TASK DIRECTIONS:
Filter these entries, keeping only lines that hold the word "Debug".

Dataset entries

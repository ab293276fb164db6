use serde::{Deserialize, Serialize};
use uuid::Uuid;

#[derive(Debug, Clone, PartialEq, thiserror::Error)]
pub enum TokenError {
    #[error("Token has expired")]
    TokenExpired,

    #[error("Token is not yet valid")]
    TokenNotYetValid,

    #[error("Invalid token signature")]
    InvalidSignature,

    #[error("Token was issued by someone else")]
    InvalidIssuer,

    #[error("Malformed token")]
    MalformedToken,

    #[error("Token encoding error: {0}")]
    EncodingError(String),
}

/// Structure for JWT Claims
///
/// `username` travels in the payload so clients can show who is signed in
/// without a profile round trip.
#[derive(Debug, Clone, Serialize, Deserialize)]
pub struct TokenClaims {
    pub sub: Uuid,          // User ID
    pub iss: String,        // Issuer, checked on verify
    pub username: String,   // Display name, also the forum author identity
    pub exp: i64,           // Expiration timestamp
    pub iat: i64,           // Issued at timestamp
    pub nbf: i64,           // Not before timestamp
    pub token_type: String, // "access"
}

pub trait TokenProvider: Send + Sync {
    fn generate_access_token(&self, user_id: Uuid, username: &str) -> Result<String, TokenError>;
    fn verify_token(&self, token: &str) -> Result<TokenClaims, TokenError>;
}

SOLUTION FOR THIS TASK:
#[derive(Debug, Clone, PartialEq, thiserror::Error)]
#[derive(Debug, Clone, Serialize, Deserialize)]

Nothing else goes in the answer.